Or we can take a hypothetical example more applicable to nutrition: let’s say smoking is a confounder for the effect of red meat on CVD risk. We might then ask “what is the effect of red meat (<3 servings/week vs >3 servings/week) on CVD when adjusted for smoking”. To quantify this, we can make associations between 4 population strata; (1) high red meat eaters that smoke, (2) high red meat eaters that do not smoke, (3) low red meat eaters that smoke, and (4) low red meat eaters that do not smoke. Once we stratify the data into two or more levels of the confounding factor, it’s then possible to compute a weighted average of the risk ratios or odds ratios across strata, i.e. across subgroups defined by levels of the confounder. The Cochran-Mantel-Haenszel method is typically used to calculate the weighted average here, and the weighted average of risk ratios after stratification for confounder(s) is called the adjusted summary effect estimate.

If we relate this back to the fundamental problem of causality, we can say that we’re using a set of covariates—in this case only one covariate—to make different exposure groups more comparable in their ‘potential outcomes’ so that the exchangeability condition for causality is met. Thus, given a set of measured covariates—called “adjusting for” or “conditioning on” on a set of covariates—exchangeability applies much as it does with RCTs. Or to be technically correct, conditional exchangeability is said to apply, because exchangeability in observational research is reliant on whether we have conditioned on the covariates appropriately. Conditional exchangeability allows us to estimate the average causal effect within strata of covariates.

In sum, because there is no randomisation process in observational research, investigators try to collect data and stratify by, or otherwise control for, a sufficient set of covariates so that the exchangeability assumption is plausible. Graphical models are critical for knowing what covariate data should be collected during the study and conditioned upon during analysis.

The Need for Multivariable Analysis

Although stratified analysis works best for when 1 or 2 confounders require consideration, if the number of potential confounders or the level of their grouping is large, we run into many practical and statistical issues. This is certainly the case for multifactorial diseases that have a large number of risk factors additional to the exposure that we’re interested in. In this case, stratification becomes an unwieldy technique for eliminating confounding.

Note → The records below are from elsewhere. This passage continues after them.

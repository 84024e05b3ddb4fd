use super::*;
use crate::encode::sink::InMemorySink;

fn frame(marker: u8) -> RgbaImage {
    sized(8, 8, marker)
}

fn sized(w: u32, h: u32, marker: u8) -> RgbaImage {
    RgbaImage::from_pixel(w, h, image::Rgba([marker, 0, 0, 255]))
}

fn markers(sink: &InMemorySink) -> Vec<u8> {
    sink.frames().iter().map(|(_, f)| f.get_pixel(0, 0)[0]).collect()
}

fn fps() -> Fps {
    Fps::new(30, 1).unwrap()
}

#[test]
fn open_append_finish_writes_in_call_order() {
    let mut w = ContinuousVideoWriter::open_with_sink(InMemorySink::new(), &frame(0), fps(), 2)
        .unwrap();
    assert_eq!(w.frames_written(), 2);

    w.append(&[frame(1), frame(2)]).unwrap();
    w.append(vec![frame(3), frame(4), frame(5)].iter()).unwrap();
    let total = w.finish(&frame(9), 3).unwrap();

    assert_eq!(total, 2 + 2 + 3 + 3);
    assert!(w.is_finished());
    assert!(w.sink().is_ended());
    assert_eq!(markers(w.sink()), vec![0, 0, 1, 2, 3, 4, 5, 9, 9, 9]);
}

#[test]
fn sink_is_configured_from_initial_frame() {
    let w =
        ContinuousVideoWriter::open_with_sink(InMemorySink::new(), &sized(16, 10, 0), fps(), 0)
            .unwrap();
    let cfg = w.sink().config().unwrap();
    assert_eq!((cfg.width, cfg.height), (16, 10));
    assert_eq!(cfg.fps, fps());
    assert_eq!(cfg.macro_block_size, None);
    assert_eq!(w.frames_written(), 0);
}

#[test]
fn append_after_finish_is_use_after_finish() {
    let mut w = ContinuousVideoWriter::open_with_sink(InMemorySink::new(), &frame(0), fps(), 1)
        .unwrap();
    w.finish(&frame(1), 1).unwrap();

    let err = w.append(&[frame(2)]).unwrap_err();
    assert!(matches!(err, ZoomreelError::UseAfterFinish));
    let err = w.finish(&frame(2), 1).unwrap_err();
    assert!(matches!(err, ZoomreelError::UseAfterFinish));
    assert_eq!(w.frames_written(), 2);
}

#[test]
fn mismatched_frame_propagates_and_closes_writer() {
    let mut w = ContinuousVideoWriter::open_with_sink(InMemorySink::new(), &frame(0), fps(), 1)
        .unwrap();
    let err = w.append(&[frame(1), sized(4, 4, 2), frame(3)]).unwrap_err();
    assert!(matches!(err, ZoomreelError::Encoder(_)));

    assert!(w.is_finished());
    assert!(w.sink().is_ended());
    assert_eq!(markers(w.sink()), vec![0, 1]);
    assert!(matches!(
        w.append(&[frame(4)]).unwrap_err(),
        ZoomreelError::UseAfterFinish
    ));
}

#[test]
fn dropping_an_open_writer_ends_the_sink() {
    let mut sink = InMemorySink::new();
    {
        let mut w = ContinuousVideoWriter::open_with_sink(&mut sink, &frame(0), fps(), 1).unwrap();
        w.append(&[frame(1)]).unwrap();
    }
    assert!(sink.is_ended());
    assert_eq!(markers(&sink), vec![0, 1]);
}

#[test]
fn open_rejects_bad_fps_before_spawning() {
    let err = ContinuousVideoWriter::open("unused.mp4", &frame(0), -1.0, 15)
        .err()
        .unwrap();
    assert!(matches!(err, ZoomreelError::Validation(_)));
}
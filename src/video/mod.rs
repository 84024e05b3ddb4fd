//! Frame-sequence video assembly.

/// One-shot writer for a complete frame list.
pub mod batch;
/// Incremental writer for frames produced over several calls.
pub mod continuous;
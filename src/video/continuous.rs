use crate::encode::ffmpeg::{FfmpegSink, FfmpegSinkOpts};
use crate::encode::sink::{FrameSink, SinkConfig};
use crate::foundation::core::{Fps, FrameIndex};
use crate::foundation::error::{ZoomreelError, ZoomreelResult};
use image::RgbaImage;
use std::path::PathBuf;

#[derive(Clone, Copy, Debug, PartialEq, Eq)]
enum WriterState {
    Open,
    Finished,
}

/// Incremental video writer for frames that arrive over several calls.
///
/// Lifecycle: [`open`](Self::open) writes the leading duplicates, [`append`](Self::append) may be
/// called any number of times, [`finish`](Self::finish) writes the trailing duplicates and closes
/// the sink. Every call after `finish` fails with [`ZoomreelError::UseAfterFinish`].
///
/// A failed push closes the sink and finishes the writer. Dropping an open writer ends the sink.
pub struct ContinuousVideoWriter<S: FrameSink = FfmpegSink> {
    sink: S,
    state: WriterState,
    next: u64,
}

impl ContinuousVideoWriter<FfmpegSink> {
    /// Open an MP4 at `path` sized after `initial_frame` and write it
    /// `start_frame_dupe_amount` times.
    pub fn open(
        path: impl Into<PathBuf>,
        initial_frame: &RgbaImage,
        fps: f64,
        start_frame_dupe_amount: usize,
    ) -> ZoomreelResult<Self> {
        let fps = Fps::from_f64(fps)?;
        let sink = FfmpegSink::new(FfmpegSinkOpts::new(path));
        Self::open_with_sink(sink, initial_frame, fps, start_frame_dupe_amount)
    }
}

impl<S: FrameSink> ContinuousVideoWriter<S> {
    /// Begin `sink` and write `initial_frame` `start_frame_dupe_amount` times.
    #[tracing::instrument(skip(sink, initial_frame), fields(width = initial_frame.width(), height = initial_frame.height()))]
    pub fn open_with_sink(
        mut sink: S,
        initial_frame: &RgbaImage,
        fps: Fps,
        start_frame_dupe_amount: usize,
    ) -> ZoomreelResult<Self> {
        sink.begin(SinkConfig::for_frame(initial_frame, fps))?;
        let mut writer = Self {
            sink,
            state: WriterState::Open,
            next: 0,
        };
        writer.push_repeated(initial_frame, start_frame_dupe_amount)?;
        Ok(writer)
    }

    /// Write `frames` in order. Sizes are not filtered; a mismatch is an encoder error.
    pub fn append<'a, I>(&mut self, frames: I) -> ZoomreelResult<()>
    where
        I: IntoIterator<Item = &'a RgbaImage>,
    {
        self.ensure_open()?;
        for frame in frames {
            self.push(frame)?;
        }
        Ok(())
    }

    /// Write `final_frame` `last_frame_dupe_amount` times, then flush and close the sink.
    ///
    /// Returns the total number of frames written.
    #[tracing::instrument(skip(self, final_frame), fields(written = self.next))]
    pub fn finish(
        &mut self,
        final_frame: &RgbaImage,
        last_frame_dupe_amount: usize,
    ) -> ZoomreelResult<u64> {
        self.ensure_open()?;
        self.push_repeated(final_frame, last_frame_dupe_amount)?;
        self.state = WriterState::Finished;
        self.sink.end()?;
        tracing::debug!(frames_written = self.next, "continuous video finished");
        Ok(self.next)
    }

    /// Frames written so far, duplicates included.
    pub fn frames_written(&self) -> u64 {
        self.next
    }

    /// `true` after `finish`, or after a failure closed the writer.
    pub fn is_finished(&self) -> bool {
        self.state == WriterState::Finished
    }

    /// Borrow the underlying sink.
    pub fn sink(&self) -> &S {
        &self.sink
    }

    fn ensure_open(&self) -> ZoomreelResult<()> {
        match self.state {
            WriterState::Open => Ok(()),
            WriterState::Finished => Err(ZoomreelError::UseAfterFinish),
        }
    }

    fn push_repeated(&mut self, frame: &RgbaImage, times: usize) -> ZoomreelResult<()> {
        for _ in 0..times {
            self.push(frame)?;
        }
        Ok(())
    }

    fn push(&mut self, frame: &RgbaImage) -> ZoomreelResult<()> {
        if let Err(err) = self.sink.push_frame(FrameIndex(self.next), frame) {
            self.release();
            return Err(err);
        }
        self.next += 1;
        Ok(())
    }

    /// End the sink after a failure; secondary errors are only logged.
    fn release(&mut self) {
        self.state = WriterState::Finished;
        if let Err(err) = self.sink.end() {
            tracing::warn!(error = %err, "closing encoder after failure also failed");
        }
    }
}

impl<S: FrameSink> Drop for ContinuousVideoWriter<S> {
    fn drop(&mut self) {
        if self.state == WriterState::Open {
            tracing::warn!(
                frames_written = self.next,
                "continuous video writer dropped without finish, closing encoder"
            );
            self.release();
        }
    }
}

#[cfg(test)]
#[path = "../../tests/unit/video/continuous.rs"]
mod tests;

As seen in the prior sections example, stratifying by just one variable already requires the analysis of four groups, presented in a 2 x 2 table. The prior example was that if we want to adjust for smoking when making associations between high and low red meat eaters, we have to analyse (1) high red meat eaters that smoke, (2) high red meat eaters that do not smoke, (3) low red meat eaters that smoke, and (4) low red meat eaters that do not smoke.

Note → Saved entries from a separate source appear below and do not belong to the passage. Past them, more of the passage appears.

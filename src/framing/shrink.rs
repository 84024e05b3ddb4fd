//! Zoom-out framing: shrink a frame and re-centre it on a near-transparent canvas.
//!
//! The output always has the input's dimensions. The shaved margin becomes a frame of
//! blank pixels that an inpainting step can later fill in.

use crate::foundation::error::{ZoomreelError, ZoomreelResult};
use crate::foundation::math::{
    opacity_to_alpha, premultiply_rgba8_in_place, unpremultiply_rgba8_in_place,
};
use image::{Rgba, RgbaImage, imageops};

/// Smallest edge (px) a frame is resampled to, however large the mask.
pub const MIN_RESAMPLE_EDGE: u32 = 8;

/// Largest edge (px) a negative mask may grow a frame to.
pub const MAX_RESAMPLE_EDGE: u32 = 1 << 16;

/// Alpha of the blank canvas when no opacity is applied.
pub const BLANK_ALPHA: u8 = 1;

/// Resampling filter used when shrinking.
#[derive(Clone, Copy, Debug, Default, PartialEq, Eq, serde::Serialize, serde::Deserialize)]
#[serde(rename_all = "snake_case")]
pub enum Resample {
    /// Nearest neighbour.
    Nearest,
    /// Bilinear.
    Triangle,
    /// Bicubic (Catmull-Rom).
    #[default]
    CatmullRom,
    /// Gaussian.
    Gaussian,
    /// Lanczos with window 3.
    Lanczos3,
}

impl Resample {
    /// The matching `image` filter.
    pub fn filter_type(self) -> imageops::FilterType {
        match self {
            Self::Nearest => imageops::FilterType::Nearest,
            Self::Triangle => imageops::FilterType::Triangle,
            Self::CatmullRom => imageops::FilterType::CatmullRom,
            Self::Gaussian => imageops::FilterType::Gaussian,
            Self::Lanczos3 => imageops::FilterType::Lanczos3,
        }
    }
}

/// Options for [`shrink_and_paste_on_blank_with`].
#[derive(Clone, Copy, Debug, PartialEq, serde::Serialize, serde::Deserialize)]
#[serde(default)]
pub struct ShrinkOpts {
    /// Pixels shaved from the left and right edges.
    pub mask_width: i32,
    /// Pixels shaved from the top and bottom edges.
    pub mask_height: i32,
    /// Canvas opacity in `[0, 1]`. `1` keeps the near-transparent blank canvas.
    pub opacity: f64,
    /// Filter used to resample the frame.
    pub resample: Resample,
}

impl Default for ShrinkOpts {
    fn default() -> Self {
        Self {
            mask_width: 0,
            mask_height: 0,
            opacity: 1.0,
            resample: Resample::default(),
        }
    }
}

impl ShrinkOpts {
    /// Fully opaque options with the given margins.
    pub fn new(mask_width: i32, mask_height: i32) -> Self {
        Self {
            mask_width,
            mask_height,
            ..Self::default()
        }
    }

    /// Set the canvas opacity.
    pub fn with_opacity(mut self, opacity: f64) -> Self {
        self.opacity = opacity;
        self
    }

    /// Set the resampling filter.
    pub fn with_resample(mut self, resample: Resample) -> Self {
        self.resample = resample;
        self
    }
}

/// Geometry of one shrink: where the resampled frame lands on the canvas.
#[derive(Clone, Copy, Debug, PartialEq, Eq)]
pub struct ShrinkPlan {
    /// Width the frame is resampled to.
    pub resized_width: u32,
    /// Height the frame is resampled to.
    pub resized_height: u32,
    /// Horizontal paste offset (equals `mask_width`, may be negative).
    pub offset_x: i64,
    /// Vertical paste offset (equals `mask_height`, may be negative).
    pub offset_y: i64,
    /// `true` when either axis was raised to [`MIN_RESAMPLE_EDGE`].
    pub clamped: bool,
}

impl ShrinkPlan {
    /// Compute the resample size and paste offset for a `width x height` frame.
    ///
    /// Fails with [`ZoomreelError::InvalidGeometry`] when a negative mask would grow an axis past
    /// [`MAX_RESAMPLE_EDGE`].
    pub fn compute(
        width: u32,
        height: u32,
        mask_width: i32,
        mask_height: i32,
    ) -> ZoomreelResult<Self> {
        let (resized_width, clamped_x) = shrunk_edge(width, mask_width, "width")?;
        let (resized_height, clamped_y) = shrunk_edge(height, mask_height, "height")?;
        Ok(Self {
            resized_width,
            resized_height,
            offset_x: i64::from(mask_width),
            offset_y: i64::from(mask_height),
            clamped: clamped_x || clamped_y,
        })
    }
}

fn shrunk_edge(edge: u32, mask: i32, axis: &str) -> ZoomreelResult<(u32, bool)> {
    let target = i64::from(edge) - 2 * i64::from(mask);
    if target < i64::from(MIN_RESAMPLE_EDGE) {
        return Ok((MIN_RESAMPLE_EDGE, true));
    }
    if target > i64::from(edge.max(MAX_RESAMPLE_EDGE)) {
        return Err(ZoomreelError::invalid_geometry(format!(
            "mask {mask} grows {axis} {edge} to {target}, above {MAX_RESAMPLE_EDGE}"
        )));
    }
    Ok((target as u32, false))
}

/// Result of [`shrink_and_paste_on_blank_with`].
#[derive(Clone, Debug)]
pub struct ShrinkOutput {
    /// The framed image, same size as the input.
    pub image: RgbaImage,
    /// Geometry that produced it.
    pub plan: ShrinkPlan,
}

/// Shrink `image` by `mask_width`/`mask_height` on each side and paste it onto a blank canvas of
/// the original size.
///
/// With `opacity == 1` the canvas is black with alpha [`BLANK_ALPHA`]; otherwise every canvas
/// pixel gets alpha `round(255 * opacity)`. The pasted frame replaces canvas pixels outright
/// (alpha included), it is not blended.
pub fn shrink_and_paste_on_blank(
    image: &RgbaImage,
    mask_width: i32,
    mask_height: i32,
    opacity: f64,
) -> ZoomreelResult<RgbaImage> {
    let opts = ShrinkOpts::new(mask_width, mask_height).with_opacity(opacity);
    shrink_and_paste_on_blank_with(image, &opts).map(|out| out.image)
}

/// Options form of [`shrink_and_paste_on_blank`], also returning the computed [`ShrinkPlan`].
pub fn shrink_and_paste_on_blank_with(
    image: &RgbaImage,
    opts: &ShrinkOpts,
) -> ZoomreelResult<ShrinkOutput> {
    let (width, height) = image.dimensions();
    if width == 0 || height == 0 {
        return Err(ZoomreelError::invalid_geometry(format!(
            "cannot shrink a {width}x{height} image"
        )));
    }

    let canvas_alpha = if opts.opacity == 1.0 {
        BLANK_ALPHA
    } else {
        opacity_to_alpha(opts.opacity)?
    };

    let plan = ShrinkPlan::compute(width, height, opts.mask_width, opts.mask_height)?;
    if plan.clamped {
        tracing::debug!(
            width,
            height,
            mask_width = opts.mask_width,
            mask_height = opts.mask_height,
            resized_width = plan.resized_width,
            resized_height = plan.resized_height,
            "shrink target below minimum edge, clamped"
        );
    }

    let resized = resample(image, &plan, opts.resample);

    let mut canvas = RgbaImage::from_pixel(width, height, Rgba([0, 0, 0, canvas_alpha]));
    imageops::replace(&mut canvas, &resized, plan.offset_x, plan.offset_y);

    Ok(ShrinkOutput {
        image: canvas,
        plan,
    })
}

/// Resize to the plan's size. Weighted filters run on premultiplied alpha so transparent pixels
/// do not bleed their colour into visible neighbours.
fn resample(image: &RgbaImage, plan: &ShrinkPlan, resample: Resample) -> RgbaImage {
    let filter = resample.filter_type();
    if resample == Resample::Nearest {
        return imageops::resize(image, plan.resized_width, plan.resized_height, filter);
    }

    let mut premultiplied = image.clone();
    premultiply_rgba8_in_place(&mut premultiplied);
    let mut resized = imageops::resize(
        &premultiplied,
        plan.resized_width,
        plan.resized_height,
        filter,
    );
    unpremultiply_rgba8_in_place(&mut resized);
    resized
}

#[cfg(test)]
#[path = "../../tests/unit/framing/shrink.rs"]
mod tests;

But if we then introduce a second variable by which to stratify—let’s say age—now we have eight groups to analyse (2 x 2 x 2 = 8). Another third variable—let’s say exercise—now you have 16 groups (2 × 2 × 2 × 2 = 16). Add a fourth—let’s say energy intake—now you have 32 groups (2 × 2 × 2 × 2 × 2 = 32); and this goes on and on until you have 100s if not 1000s of groups to analyse. Clearly, this is extremely impractical and time-consuming.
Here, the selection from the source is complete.